Clinical This little boy with a medulloblastoma and hydrocephalus had a symmetrical bilateral INO with • Paresis of adduction of the right eye on gaze left and • Abducting nystagmus of the left eye • Paresis of adduction of the left eye on gaze right and • Abducting nystagmus of the right eye • Normal convergence • Full vertical up and downgaze Clinical Features of an INO: 1. Medial rectus muscle weakness ipsilateral to the side of the lesion with paresis of adduction or adduction lag. 2. Abducting nystagmus of the eye contralateral to the lesion - Dissociated nystagmus 3. Normal convergence 4. Skew deviation - hypertropia on the side of the lesion 5. Dissociated vertical nystagmus - downbeat with greater torsional component in the contralateral eye Bilateral INO with bilateral lesions of the medial longitudinal fasciculus (MLF) may be accompanied by Gaze evoked vertical nystagmus Impaired vertical pursuit Decreased vertical vestibular response Small amplitude saccadic intrusions suggesting involvement of the brainstem adjacent to the MLF Weakness of adduction is due to impaired conduction in axons from the abducens internuclear neurons which project to the medial rectus motor neurons in the contralateral oculomotor (third nerve) nucleus.
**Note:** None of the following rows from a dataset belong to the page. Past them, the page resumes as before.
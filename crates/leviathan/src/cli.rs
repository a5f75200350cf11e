use std::path::PathBuf;
use std::time::Duration;

use clap::Parser;

#[derive(Parser, Debug)]
#[command(
    name = "leviathan",
    author,
    version,
    about = "Live shader editor with hot reload and audio transport"
)]
pub struct Cli {
    /// TOML configuration file; defaults apply when omitted.
    #[arg(long, value_name = "FILE", env = "LEVIATHAN_CONFIG")]
    pub config: Option<PathBuf>,

    /// Fragment shader rendered by the primary pass.
    #[arg(long, value_name = "FILE")]
    pub primary: Option<PathBuf>,

    /// Fragment shader applied to the primary output.
    #[arg(long, value_name = "FILE")]
    pub post: Option<PathBuf>,

    /// WAV file whose header determines the track length.
    #[arg(long, value_name = "FILE")]
    pub track: Option<PathBuf>,

    /// Explicit track length (e.g. `3m`, `95s`); wins over `--track`.
    #[arg(long, value_name = "DURATION", value_parser = parse_duration)]
    pub length: Option<Duration>,

    /// Minimum time between two reloads of the same shader (e.g. `200ms`).
    #[arg(long, value_name = "DURATION", value_parser = parse_duration)]
    pub reload_interval: Option<Duration>,

    /// Initial window size (e.g. `1280x720`).
    #[arg(long, value_name = "WIDTHxHEIGHT", value_parser = parse_size)]
    pub size: Option<(u32, u32)>,

    /// Present without waiting for vertical sync.
    #[arg(long)]
    pub no_vsync: bool,

    /// Do not print the status line to the terminal.
    #[arg(long)]
    pub no_status: bool,
}

pub fn parse() -> Cli {
    Cli::parse()
}

pub fn parse_size(value: &str) -> Result<(u32, u32), String> {
    let trimmed = value.trim();
    let (width, height) = trimmed
        .split_once(['x', 'X'])
        .ok_or_else(|| format!("invalid size '{trimmed}'; expected WIDTHxHEIGHT"))?;
    let width: u32 = width
        .trim()
        .parse()
        .map_err(|_| format!("invalid width in '{trimmed}'"))?;
    let height: u32 = height
        .trim()
        .parse()
        .map_err(|_| format!("invalid height in '{trimmed}'"))?;
    if width == 0 || height == 0 {
        return Err(format!("size '{trimmed}' must be non-zero in both dimensions"));
    }
    Ok((width, height))
}

pub fn parse_duration(value: &str) -> Result<Duration, String> {
    let trimmed = value.trim();
    if let Ok(seconds) = trimmed.parse::<f64>() {
        if !seconds.is_finite() || seconds < 0.0 {
            return Err(format!("duration '{trimmed}' must be non-negative"));
        }
        return Duration::try_from_secs_f64(seconds)
            .map_err(|err| format!("invalid duration '{trimmed}': {err}"));
    }
    humantime::parse_duration(trimmed).map_err(|err| format!("invalid duration '{trimmed}': {err}"))
}

#[cfg(test)]
mod tests {
    use super::*;

    #[test]
    fn parses_sizes() {
        assert_eq!(parse_size("1280x720"), Ok((1280, 720)));
        assert_eq!(parse_size(" 640X480 "), Ok((640, 480)));
        assert!(parse_size("1280").is_err());
        assert!(parse_size("0x720").is_err());
        assert!(parse_size("wide x tall").is_err());
    }

    #[test]
    fn parses_durations() {
        assert_eq!(parse_duration("250ms"), Ok(Duration::from_millis(250)));
        assert_eq!(parse_duration("3m"), Ok(Duration::from_secs(180)));
        assert_eq!(parse_duration("1.5"), Ok(Duration::from_millis(1500)));
        assert!(parse_duration("-2").is_err());
        assert!(parse_duration("soon").is_err());
    }

    #[test]
    fn rejects_durations_too_large_to_represent() {
        assert!(parse_duration("inf").is_err());
        assert!(parse_duration("1e30").is_err());
        assert!(Cli::try_parse_from(["leviathan", "--length", "1e30"]).is_err());
        assert!(Cli::try_parse_from(["leviathan", "--reload-interval", "1e30"]).is_err());
    }

    #[test]
    fn flags_override_nothing_by_default() {
        let cli = Cli::try_parse_from(["leviathan"]).unwrap();
        assert!(cli.config.is_none() && cli.size.is_none());
        assert!(!cli.no_status && !cli.no_vsync);
    }
}
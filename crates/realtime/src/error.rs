//! Fehlertypen fuer den Realtime-Kern

use sprintwerk_core::VerbindungsId;
use thiserror::Error;

/// Fehlertyp fuer Hub, Verbindungen und Broadcaster
#[derive(Debug, Error)]
pub enum RealtimeError {
    /// Payload konnte nicht serialisiert werden
    #[error("Serialisierungsfehler: {0}")]
    Serialisierung(#[from] serde_json::Error),

    /// Verbindung ist (nicht mehr) im Hub registriert
    #[error("Unbekannte Verbindung: {0}")]
    UnbekannteVerbindung(VerbindungsId),

    /// Raum-Limit pro Verbindung erreicht
    #[error("Zu viele Raeume: maximal {max} pro Verbindung")]
    ZuVieleRaeume { max: usize },

    /// Schreiben auf den Stream fehlgeschlagen
    #[error("Schreibfehler: {0}")]
    Schreiben(String),

    /// Schreib-Deadline ueberschritten
    #[error("Schreib-Deadline ueberschritten")]
    SchreibZeitlimit,
}

/// Result-Typ fuer den Realtime-Kern
pub type RealtimeResult<T> = Result<T, RealtimeError>;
Adduction weakness is most evident during saccades and adduction lag is brought out clinically by asking the patient to look all the way to the right and all the way to the left (i.e. make large saccades) back and forth across the midline. The speed of the adducting eye depends on a strong agonist contraction. The adducting saccade may be slow and hypometric. In the abducting eye, abducting saccades are hypometric with centripetal drifts of the eye and slowing. A series of small saccades and drifts have the clinical appearance of abducting nystagmus - dissociated nystagmus. Dissociated nystagmus may be due to: 1. Impaired ability to inhibit the affected medial rectus or 2. Dissociated nystagmus reflects the brain's attempts to compensate for the adduction weakness. For further discussion review Leigh JR, Zee DS. Diagnosis and Central Disorders of Ocular Motility Chp 12:620-627 In The Neurology of Eye Movements 4th Edition Oxford University Press, New York 2006.
Neuroimaging Figues 2-4
Anatomy The medial longitudinal fasciculus (MLF) is a major pathway in the brainstem extending from the pons to the midbrain. The MLF carries signals for the control of horizontal eye movements For horizontal gaze: 1. The MLF contains axons from the abducens internuclear neurons and carries signals for horizontal saccades, the vestibulo-ocular reflex (VOR), and smooth pursuit. 2. These axons project to the medial rectus motor neurons in the contralateral oculomotor (third nerve) nucleus. For vertical gaze: 1. The MLF contains axons from the rostral interstitial MLF (riMLF) which carry vertical saccadic signals. 2. The MLF also contains ascending axons from the vesitibular nuclei which carry signals for the vertical VOR, smooth pursuit, gaze holding and otolith-ocular reflex. 3. Axons project to the oculomotor and trochlear (fourth nerve) nuclei, as well as the Interstitial Nucleus of Cajal. The syndrome of the MLF has been divided into anterior and posterior types. "According to Lutz, the characteristic features of anterior internuclear ophthalmoplegia are: (a) paresis or paralysis of ocular adduction upon attempted lateral gaze with preservation of adducting eye movements in ocular convergence; and (b) nystagmus exclusively present or most prominent in the abducting eye. Vertical eye movements are unaffected. Following Lutz's description, posterior internuclear ophthalmoplegia is characterized by a paresis of ocular abduction. This type would seem difficult to differentiate from an abducens nerve palsy. While there are several cases of posterior internuclear ophthalmoplegia reported in the literature, none have documented lesions involving the MLF, and the appropriateness of the term in this context has been questioned. Cogan proposed a different classification in which paresis of ocular adduction together with nystagmus in the abducting eye is characteristic of both anterior and posterior internuclear ophthalmoplegias, with convergence abolished in the former". (A discussion taken from ref (3)).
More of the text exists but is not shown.